» What to work on: Pull every "self" line out of the data below.

___ Given entries ___

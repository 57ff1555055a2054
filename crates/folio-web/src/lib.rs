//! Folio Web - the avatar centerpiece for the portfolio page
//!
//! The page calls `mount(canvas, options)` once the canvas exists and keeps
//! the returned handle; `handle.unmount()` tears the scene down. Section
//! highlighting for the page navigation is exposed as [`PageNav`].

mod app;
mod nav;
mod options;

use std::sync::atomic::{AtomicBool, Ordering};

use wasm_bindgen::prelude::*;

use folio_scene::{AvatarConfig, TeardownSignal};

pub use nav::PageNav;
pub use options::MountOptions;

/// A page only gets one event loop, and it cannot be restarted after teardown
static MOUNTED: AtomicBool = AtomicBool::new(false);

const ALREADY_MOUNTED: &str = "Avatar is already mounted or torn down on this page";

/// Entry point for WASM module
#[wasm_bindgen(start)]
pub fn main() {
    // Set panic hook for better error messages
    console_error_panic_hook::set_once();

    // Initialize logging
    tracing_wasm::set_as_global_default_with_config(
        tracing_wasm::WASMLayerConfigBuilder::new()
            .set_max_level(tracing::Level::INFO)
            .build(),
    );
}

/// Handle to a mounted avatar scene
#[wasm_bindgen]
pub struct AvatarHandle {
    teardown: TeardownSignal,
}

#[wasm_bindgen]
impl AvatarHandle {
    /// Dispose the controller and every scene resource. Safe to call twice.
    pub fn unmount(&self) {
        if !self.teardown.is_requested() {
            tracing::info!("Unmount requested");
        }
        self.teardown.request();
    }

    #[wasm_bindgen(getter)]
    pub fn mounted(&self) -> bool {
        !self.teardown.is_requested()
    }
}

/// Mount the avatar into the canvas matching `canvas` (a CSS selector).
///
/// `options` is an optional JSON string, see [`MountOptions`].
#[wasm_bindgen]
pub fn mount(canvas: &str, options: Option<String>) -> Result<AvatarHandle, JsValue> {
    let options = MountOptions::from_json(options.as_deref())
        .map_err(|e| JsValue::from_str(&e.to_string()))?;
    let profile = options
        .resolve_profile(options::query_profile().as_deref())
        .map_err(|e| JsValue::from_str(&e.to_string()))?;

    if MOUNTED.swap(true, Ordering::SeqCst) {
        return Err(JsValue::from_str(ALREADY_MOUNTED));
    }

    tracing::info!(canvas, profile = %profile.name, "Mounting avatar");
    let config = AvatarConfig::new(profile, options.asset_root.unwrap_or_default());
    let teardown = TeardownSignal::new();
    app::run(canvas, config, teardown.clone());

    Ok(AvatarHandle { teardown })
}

___

» Answer for the task:
    pub fn unmount(&self) {
        if !self.teardown.is_requested() {
        self.teardown.request();
    pub fn mounted(&self) -> bool {
        !self.teardown.is_requested()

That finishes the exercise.